- **Study material**:
----

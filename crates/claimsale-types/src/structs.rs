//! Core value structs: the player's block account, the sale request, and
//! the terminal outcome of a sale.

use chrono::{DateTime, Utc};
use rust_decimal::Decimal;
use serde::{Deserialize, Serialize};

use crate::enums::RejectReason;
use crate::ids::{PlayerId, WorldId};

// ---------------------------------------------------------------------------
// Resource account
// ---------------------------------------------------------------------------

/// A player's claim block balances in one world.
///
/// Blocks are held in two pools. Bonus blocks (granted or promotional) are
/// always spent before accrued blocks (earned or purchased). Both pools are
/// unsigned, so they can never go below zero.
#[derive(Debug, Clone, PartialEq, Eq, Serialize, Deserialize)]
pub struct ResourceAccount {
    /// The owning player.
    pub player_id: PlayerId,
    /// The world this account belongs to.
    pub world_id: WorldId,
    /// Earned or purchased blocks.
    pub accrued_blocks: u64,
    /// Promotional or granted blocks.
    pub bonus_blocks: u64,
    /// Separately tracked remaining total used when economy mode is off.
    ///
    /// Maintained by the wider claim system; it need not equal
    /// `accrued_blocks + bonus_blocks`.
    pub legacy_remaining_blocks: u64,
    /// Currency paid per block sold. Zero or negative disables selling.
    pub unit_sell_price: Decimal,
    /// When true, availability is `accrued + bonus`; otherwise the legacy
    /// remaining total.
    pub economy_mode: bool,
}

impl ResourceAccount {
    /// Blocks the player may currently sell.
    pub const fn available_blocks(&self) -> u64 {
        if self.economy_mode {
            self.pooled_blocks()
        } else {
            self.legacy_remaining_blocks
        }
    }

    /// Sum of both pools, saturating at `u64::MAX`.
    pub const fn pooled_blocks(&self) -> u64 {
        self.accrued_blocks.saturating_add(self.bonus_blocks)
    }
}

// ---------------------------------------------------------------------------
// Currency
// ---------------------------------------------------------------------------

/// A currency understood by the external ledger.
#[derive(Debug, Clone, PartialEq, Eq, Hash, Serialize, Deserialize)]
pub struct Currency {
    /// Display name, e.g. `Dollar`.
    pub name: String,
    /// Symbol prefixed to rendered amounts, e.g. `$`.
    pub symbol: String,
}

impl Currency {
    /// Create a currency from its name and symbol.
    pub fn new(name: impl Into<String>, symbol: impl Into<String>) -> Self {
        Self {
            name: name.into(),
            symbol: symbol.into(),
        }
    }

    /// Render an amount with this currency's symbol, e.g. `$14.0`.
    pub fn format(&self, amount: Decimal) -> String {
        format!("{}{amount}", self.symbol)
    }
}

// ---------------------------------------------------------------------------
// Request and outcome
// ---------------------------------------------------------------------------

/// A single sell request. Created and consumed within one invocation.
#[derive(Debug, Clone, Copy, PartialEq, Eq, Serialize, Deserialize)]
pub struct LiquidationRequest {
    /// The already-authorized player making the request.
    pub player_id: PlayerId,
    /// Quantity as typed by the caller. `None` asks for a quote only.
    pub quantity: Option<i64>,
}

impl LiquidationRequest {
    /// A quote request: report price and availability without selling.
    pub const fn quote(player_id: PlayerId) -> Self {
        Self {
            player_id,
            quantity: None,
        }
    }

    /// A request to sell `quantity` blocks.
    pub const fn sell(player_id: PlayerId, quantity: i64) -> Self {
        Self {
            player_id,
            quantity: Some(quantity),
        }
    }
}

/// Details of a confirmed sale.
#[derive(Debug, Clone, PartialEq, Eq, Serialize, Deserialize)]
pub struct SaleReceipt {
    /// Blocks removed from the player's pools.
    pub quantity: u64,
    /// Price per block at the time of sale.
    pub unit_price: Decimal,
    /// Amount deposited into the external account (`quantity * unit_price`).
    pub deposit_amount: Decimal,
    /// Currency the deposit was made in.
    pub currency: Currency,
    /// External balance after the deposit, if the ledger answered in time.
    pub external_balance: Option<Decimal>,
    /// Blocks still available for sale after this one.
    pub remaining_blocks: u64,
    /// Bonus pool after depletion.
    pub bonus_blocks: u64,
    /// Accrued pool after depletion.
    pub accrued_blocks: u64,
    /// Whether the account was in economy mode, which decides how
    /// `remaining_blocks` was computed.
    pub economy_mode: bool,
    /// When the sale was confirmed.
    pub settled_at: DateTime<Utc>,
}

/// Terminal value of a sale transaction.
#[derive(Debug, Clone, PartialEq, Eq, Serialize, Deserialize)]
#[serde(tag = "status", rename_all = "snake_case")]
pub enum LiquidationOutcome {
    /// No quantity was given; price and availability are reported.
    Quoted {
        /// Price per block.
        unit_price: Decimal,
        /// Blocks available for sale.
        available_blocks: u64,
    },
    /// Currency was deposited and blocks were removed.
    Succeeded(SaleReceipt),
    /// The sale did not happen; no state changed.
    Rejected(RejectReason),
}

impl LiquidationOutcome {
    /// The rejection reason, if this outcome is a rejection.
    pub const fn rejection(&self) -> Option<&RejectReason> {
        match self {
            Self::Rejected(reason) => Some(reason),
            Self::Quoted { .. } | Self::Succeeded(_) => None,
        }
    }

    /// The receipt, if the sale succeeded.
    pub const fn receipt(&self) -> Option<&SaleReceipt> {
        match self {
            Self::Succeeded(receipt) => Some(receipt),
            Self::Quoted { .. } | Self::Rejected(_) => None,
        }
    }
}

----

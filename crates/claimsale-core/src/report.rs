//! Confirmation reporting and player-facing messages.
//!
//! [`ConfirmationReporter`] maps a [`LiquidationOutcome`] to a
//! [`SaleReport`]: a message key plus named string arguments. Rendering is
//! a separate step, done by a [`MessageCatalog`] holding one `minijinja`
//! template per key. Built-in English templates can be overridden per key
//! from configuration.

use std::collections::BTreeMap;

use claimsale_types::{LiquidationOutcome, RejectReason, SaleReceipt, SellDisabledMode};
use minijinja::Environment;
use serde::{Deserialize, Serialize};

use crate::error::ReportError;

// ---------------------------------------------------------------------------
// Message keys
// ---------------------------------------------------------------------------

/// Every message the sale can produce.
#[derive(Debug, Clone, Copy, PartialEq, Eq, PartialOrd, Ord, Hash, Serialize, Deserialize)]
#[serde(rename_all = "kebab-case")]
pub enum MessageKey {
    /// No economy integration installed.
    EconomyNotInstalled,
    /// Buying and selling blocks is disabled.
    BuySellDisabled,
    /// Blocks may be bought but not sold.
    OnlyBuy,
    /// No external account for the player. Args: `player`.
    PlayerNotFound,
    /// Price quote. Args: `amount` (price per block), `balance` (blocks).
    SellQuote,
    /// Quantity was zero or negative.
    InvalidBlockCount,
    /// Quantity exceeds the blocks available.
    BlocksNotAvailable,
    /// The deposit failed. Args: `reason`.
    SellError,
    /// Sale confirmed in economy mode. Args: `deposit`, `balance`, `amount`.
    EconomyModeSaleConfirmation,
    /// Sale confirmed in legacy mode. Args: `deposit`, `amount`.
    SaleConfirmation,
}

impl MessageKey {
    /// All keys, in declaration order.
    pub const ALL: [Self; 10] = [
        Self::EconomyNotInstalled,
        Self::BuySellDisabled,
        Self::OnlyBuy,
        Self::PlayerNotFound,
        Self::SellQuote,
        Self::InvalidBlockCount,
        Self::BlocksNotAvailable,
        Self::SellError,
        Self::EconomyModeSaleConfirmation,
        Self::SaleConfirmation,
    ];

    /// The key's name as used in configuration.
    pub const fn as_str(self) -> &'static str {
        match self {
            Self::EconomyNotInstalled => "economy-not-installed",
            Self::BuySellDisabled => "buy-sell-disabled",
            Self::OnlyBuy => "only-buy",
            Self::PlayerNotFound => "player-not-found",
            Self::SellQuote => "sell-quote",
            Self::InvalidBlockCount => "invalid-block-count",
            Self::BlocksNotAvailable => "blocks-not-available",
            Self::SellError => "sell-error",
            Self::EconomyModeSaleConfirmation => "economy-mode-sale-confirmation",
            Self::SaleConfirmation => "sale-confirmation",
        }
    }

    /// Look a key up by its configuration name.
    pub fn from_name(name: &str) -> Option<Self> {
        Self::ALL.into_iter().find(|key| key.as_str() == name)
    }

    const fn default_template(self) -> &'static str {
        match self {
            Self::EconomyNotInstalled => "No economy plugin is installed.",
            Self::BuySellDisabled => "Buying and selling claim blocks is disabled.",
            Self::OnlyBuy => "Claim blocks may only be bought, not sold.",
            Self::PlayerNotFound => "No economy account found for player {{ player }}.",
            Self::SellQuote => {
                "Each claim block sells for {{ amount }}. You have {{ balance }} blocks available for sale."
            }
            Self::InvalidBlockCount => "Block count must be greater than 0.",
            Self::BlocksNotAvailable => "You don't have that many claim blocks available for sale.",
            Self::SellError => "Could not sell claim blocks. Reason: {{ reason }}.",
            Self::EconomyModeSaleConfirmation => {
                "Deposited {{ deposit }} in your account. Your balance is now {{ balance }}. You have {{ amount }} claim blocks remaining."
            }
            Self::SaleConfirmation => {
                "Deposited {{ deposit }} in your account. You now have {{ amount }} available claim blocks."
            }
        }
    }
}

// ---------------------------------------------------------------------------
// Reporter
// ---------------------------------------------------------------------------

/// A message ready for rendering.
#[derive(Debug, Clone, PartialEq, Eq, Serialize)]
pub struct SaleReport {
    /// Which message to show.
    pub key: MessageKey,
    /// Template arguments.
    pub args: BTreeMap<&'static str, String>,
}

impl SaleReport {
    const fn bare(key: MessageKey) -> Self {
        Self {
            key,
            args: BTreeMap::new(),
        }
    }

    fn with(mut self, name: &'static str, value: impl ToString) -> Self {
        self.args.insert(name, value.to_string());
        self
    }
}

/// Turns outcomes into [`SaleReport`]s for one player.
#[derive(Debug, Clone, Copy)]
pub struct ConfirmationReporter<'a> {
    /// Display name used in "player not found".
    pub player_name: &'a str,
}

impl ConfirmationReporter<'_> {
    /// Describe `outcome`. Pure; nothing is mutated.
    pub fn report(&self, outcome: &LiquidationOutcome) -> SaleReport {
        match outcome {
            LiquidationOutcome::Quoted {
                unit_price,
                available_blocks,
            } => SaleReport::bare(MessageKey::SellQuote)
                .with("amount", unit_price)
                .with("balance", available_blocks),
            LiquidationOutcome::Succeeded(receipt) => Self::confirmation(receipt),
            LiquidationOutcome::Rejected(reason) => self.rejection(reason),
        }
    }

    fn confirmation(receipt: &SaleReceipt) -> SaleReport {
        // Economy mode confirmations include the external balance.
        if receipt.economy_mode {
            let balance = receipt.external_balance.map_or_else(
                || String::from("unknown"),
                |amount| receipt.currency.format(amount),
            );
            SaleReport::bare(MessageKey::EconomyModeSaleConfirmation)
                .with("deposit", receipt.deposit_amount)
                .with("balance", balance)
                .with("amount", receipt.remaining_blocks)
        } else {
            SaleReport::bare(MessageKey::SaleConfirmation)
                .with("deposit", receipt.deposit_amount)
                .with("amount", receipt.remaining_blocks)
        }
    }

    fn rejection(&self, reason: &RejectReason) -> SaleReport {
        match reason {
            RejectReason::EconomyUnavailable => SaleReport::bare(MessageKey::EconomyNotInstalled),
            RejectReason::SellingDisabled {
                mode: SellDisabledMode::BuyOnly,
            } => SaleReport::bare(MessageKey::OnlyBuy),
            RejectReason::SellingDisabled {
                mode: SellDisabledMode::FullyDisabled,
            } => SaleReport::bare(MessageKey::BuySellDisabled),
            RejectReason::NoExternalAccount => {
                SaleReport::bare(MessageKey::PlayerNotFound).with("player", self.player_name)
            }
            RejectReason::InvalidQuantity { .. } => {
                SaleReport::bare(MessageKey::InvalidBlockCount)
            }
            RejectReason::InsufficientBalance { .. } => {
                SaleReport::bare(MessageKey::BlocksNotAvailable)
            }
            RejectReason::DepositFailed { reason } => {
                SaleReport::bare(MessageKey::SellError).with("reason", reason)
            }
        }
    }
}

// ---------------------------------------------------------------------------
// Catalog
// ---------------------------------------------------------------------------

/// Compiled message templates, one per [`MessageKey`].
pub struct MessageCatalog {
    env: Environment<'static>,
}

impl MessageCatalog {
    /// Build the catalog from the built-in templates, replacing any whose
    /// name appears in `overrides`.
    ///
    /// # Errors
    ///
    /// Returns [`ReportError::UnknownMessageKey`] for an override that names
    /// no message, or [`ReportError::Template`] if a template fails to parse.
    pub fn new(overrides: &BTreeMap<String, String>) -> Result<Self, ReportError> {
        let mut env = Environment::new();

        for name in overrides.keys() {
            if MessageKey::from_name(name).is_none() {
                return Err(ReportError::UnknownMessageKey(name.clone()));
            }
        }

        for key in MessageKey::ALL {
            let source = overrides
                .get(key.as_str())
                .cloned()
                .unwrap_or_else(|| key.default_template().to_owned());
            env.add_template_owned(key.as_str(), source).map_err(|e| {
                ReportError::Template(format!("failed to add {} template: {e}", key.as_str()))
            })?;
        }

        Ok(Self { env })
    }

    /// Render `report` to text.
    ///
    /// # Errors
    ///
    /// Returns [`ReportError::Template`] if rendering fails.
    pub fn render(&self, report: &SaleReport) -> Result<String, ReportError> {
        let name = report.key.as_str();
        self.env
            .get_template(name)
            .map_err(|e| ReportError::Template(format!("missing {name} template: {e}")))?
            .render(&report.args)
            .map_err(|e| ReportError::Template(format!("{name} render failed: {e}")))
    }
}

----

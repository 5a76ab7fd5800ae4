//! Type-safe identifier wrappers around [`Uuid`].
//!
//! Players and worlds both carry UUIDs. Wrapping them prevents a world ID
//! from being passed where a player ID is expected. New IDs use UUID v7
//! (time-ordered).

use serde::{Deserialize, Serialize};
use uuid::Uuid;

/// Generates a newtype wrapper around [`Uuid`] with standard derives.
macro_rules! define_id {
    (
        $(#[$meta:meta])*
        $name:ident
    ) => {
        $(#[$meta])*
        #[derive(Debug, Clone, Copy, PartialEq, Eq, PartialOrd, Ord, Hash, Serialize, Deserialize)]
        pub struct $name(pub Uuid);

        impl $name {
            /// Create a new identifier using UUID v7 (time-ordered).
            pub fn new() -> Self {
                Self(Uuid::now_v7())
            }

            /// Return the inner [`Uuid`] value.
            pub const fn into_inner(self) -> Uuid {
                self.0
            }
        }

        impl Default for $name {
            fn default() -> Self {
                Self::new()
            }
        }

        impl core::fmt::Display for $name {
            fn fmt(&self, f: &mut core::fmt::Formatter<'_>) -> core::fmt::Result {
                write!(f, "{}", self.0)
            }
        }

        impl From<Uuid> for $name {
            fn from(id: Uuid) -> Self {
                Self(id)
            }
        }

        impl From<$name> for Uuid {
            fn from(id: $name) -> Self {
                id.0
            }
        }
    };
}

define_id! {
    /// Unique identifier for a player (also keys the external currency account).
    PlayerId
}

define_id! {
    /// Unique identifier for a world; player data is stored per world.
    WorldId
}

----

- **Instructions for the task**: Lines wanted from the listing above: the line with "the external ledger." up to and including the line with "Render an amount". Please write them out exactly, adding nothing else.

- **Exercise answer**:
/// A currency understood by the external ledger.
#[derive(Debug, Clone, PartialEq, Eq, Hash, Serialize, Deserialize)]
pub struct Currency {
    /// Display name, e.g. `Dollar`.
    pub name: String,
    /// Symbol prefixed to rendered amounts, e.g. `$`.
    pub symbol: String,
}

impl Currency {
    /// Create a currency from its name and symbol.
    pub fn new(name: impl Into<String>, symbol: impl Into<String>) -> Self {
        Self {
            name: name.into(),
            symbol: symbol.into(),
        }
    }

    /// Render an amount with this currency's symbol, e.g. `$14.0`.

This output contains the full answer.